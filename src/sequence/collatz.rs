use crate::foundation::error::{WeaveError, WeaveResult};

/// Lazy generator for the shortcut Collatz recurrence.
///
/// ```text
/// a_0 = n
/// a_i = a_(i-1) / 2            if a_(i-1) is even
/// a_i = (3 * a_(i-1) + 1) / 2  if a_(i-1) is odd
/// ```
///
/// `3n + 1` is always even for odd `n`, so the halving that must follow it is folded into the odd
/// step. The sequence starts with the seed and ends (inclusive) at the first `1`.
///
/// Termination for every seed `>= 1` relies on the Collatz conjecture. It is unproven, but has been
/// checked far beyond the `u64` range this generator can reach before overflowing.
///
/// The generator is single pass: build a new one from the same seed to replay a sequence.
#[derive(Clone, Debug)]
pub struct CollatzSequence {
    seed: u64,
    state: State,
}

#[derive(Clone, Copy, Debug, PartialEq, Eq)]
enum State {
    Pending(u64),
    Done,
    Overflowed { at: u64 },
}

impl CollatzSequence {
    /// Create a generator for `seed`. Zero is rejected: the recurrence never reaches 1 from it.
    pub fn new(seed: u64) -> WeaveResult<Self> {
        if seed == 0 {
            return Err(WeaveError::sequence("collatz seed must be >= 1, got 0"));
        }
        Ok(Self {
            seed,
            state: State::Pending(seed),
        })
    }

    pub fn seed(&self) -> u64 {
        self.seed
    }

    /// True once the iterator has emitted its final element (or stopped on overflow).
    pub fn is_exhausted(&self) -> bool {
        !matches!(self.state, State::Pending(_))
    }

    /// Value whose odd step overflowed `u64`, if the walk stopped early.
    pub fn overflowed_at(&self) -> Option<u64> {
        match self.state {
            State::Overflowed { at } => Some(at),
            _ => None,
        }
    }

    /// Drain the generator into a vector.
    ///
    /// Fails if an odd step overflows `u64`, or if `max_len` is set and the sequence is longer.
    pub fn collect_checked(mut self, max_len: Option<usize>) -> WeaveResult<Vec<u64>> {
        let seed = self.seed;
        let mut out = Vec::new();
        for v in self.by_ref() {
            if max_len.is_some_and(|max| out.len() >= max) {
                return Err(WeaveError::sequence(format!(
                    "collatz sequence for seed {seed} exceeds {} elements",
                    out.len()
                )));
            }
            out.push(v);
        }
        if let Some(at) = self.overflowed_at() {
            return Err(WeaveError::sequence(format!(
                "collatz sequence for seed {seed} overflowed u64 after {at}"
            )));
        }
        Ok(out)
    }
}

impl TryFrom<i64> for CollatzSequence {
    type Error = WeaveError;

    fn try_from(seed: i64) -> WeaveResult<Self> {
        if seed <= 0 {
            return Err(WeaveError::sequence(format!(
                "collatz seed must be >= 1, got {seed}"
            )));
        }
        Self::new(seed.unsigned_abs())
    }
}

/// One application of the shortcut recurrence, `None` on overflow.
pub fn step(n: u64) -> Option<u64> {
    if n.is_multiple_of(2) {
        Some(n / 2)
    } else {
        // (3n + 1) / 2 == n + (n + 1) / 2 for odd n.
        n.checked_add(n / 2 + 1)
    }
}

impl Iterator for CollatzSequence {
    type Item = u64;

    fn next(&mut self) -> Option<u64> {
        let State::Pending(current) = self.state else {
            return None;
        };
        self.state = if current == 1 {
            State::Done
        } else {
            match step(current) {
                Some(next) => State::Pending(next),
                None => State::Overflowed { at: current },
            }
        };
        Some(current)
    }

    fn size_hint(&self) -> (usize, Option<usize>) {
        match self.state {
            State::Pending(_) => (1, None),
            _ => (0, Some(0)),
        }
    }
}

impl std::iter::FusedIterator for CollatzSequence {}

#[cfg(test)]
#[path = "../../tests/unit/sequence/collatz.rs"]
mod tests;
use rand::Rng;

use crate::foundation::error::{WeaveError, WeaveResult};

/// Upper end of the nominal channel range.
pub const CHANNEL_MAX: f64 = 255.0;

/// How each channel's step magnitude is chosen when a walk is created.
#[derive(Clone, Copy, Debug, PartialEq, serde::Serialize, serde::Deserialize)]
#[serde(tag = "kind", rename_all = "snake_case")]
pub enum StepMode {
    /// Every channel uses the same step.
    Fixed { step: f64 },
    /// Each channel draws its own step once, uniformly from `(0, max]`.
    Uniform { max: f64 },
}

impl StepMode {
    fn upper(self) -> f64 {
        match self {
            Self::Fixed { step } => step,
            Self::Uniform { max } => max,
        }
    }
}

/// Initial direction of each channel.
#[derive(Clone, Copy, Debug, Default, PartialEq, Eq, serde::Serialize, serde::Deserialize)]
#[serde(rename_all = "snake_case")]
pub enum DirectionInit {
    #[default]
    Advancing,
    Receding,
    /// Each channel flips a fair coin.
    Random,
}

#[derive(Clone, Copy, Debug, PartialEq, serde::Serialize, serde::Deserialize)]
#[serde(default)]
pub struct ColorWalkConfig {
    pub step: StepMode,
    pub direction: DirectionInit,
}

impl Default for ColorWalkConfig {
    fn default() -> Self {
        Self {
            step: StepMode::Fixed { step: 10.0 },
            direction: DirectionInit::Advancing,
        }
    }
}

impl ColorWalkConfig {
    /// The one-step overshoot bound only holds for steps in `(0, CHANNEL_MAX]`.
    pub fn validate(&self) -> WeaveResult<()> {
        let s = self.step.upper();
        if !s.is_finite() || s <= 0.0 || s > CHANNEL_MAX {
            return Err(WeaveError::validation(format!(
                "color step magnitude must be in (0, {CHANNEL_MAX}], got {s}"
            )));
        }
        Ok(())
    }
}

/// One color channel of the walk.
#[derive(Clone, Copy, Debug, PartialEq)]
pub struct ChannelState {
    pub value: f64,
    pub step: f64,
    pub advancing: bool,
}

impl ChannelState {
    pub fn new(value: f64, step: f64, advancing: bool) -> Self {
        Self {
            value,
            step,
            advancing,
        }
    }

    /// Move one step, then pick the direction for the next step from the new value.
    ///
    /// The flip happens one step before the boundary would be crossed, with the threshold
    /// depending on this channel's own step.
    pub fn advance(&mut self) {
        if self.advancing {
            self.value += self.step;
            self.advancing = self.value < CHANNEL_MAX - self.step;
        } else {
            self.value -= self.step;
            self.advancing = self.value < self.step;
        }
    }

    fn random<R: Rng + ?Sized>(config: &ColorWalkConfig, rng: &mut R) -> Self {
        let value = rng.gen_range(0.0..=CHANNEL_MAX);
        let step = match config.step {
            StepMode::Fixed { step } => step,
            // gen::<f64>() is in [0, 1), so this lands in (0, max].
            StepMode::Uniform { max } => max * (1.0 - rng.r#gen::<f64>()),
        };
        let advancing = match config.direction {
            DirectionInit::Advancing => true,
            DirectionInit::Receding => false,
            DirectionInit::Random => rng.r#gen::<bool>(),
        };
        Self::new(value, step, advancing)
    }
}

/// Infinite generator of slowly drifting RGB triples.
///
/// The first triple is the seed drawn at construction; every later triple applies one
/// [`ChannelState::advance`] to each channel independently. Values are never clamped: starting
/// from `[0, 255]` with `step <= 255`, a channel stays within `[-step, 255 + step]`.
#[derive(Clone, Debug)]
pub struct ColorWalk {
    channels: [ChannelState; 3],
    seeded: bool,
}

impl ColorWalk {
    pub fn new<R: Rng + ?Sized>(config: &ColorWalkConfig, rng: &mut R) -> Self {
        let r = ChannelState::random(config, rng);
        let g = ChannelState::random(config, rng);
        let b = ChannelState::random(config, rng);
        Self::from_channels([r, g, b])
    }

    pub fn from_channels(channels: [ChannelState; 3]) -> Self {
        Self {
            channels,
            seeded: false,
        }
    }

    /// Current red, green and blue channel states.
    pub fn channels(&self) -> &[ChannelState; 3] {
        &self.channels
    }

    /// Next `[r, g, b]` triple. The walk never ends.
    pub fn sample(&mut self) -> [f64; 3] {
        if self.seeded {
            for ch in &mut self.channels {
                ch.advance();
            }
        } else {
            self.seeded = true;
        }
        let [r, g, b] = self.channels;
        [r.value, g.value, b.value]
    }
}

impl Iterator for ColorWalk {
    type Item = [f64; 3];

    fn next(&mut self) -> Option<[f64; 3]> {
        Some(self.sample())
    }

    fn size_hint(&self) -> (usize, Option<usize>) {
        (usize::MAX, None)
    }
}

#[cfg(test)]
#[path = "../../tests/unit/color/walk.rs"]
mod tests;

▸ Task objective
Repeat only what lies between the first line of the data and the line containing "let seed = self.seed;", both of those lines included, exactly as it stands.

▸ Reply
filename src/sequence/collatz.rs
use crate::foundation::error::{WeaveError, WeaveResult};

/// Lazy generator for the shortcut Collatz recurrence.
///
/// ```text
/// a_0 = n
/// a_i = a_(i-1) / 2            if a_(i-1) is even
/// a_i = (3 * a_(i-1) + 1) / 2  if a_(i-1) is odd
/// ```
///
/// `3n + 1` is always even for odd `n`, so the halving that must follow it is folded into the odd
/// step. The sequence starts with the seed and ends (inclusive) at the first `1`.
///
/// Termination for every seed `>= 1` relies on the Collatz conjecture. It is unproven, but has been
/// checked far beyond the `u64` range this generator can reach before overflowing.
///
/// The generator is single pass: build a new one from the same seed to replay a sequence.
#[derive(Clone, Debug)]
pub struct CollatzSequence {
    seed: u64,
    state: State,
}

#[derive(Clone, Copy, Debug, PartialEq, Eq)]
enum State {
    Pending(u64),
    Done,
    Overflowed { at: u64 },
}

impl CollatzSequence {
    /// Create a generator for `seed`. Zero is rejected: the recurrence never reaches 1 from it.
    pub fn new(seed: u64) -> WeaveResult<Self> {
        if seed == 0 {
            return Err(WeaveError::sequence("collatz seed must be >= 1, got 0"));
        }
        Ok(Self {
            seed,
            state: State::Pending(seed),
        })
    }

    pub fn seed(&self) -> u64 {
        self.seed
    }

    /// True once the iterator has emitted its final element (or stopped on overflow).
    pub fn is_exhausted(&self) -> bool {
        !matches!(self.state, State::Pending(_))
    }

    /// Value whose odd step overflowed `u64`, if the walk stopped early.
    pub fn overflowed_at(&self) -> Option<u64> {
        match self.state {
            State::Overflowed { at } => Some(at),
            _ => None,
        }
    }

    /// Drain the generator into a vector.
    ///
    /// Fails if an odd step overflows `u64`, or if `max_len` is set and the sequence is longer.
    pub fn collect_checked(mut self, max_len: Option<usize>) -> WeaveResult<Vec<u64>> {
        let seed = self.seed;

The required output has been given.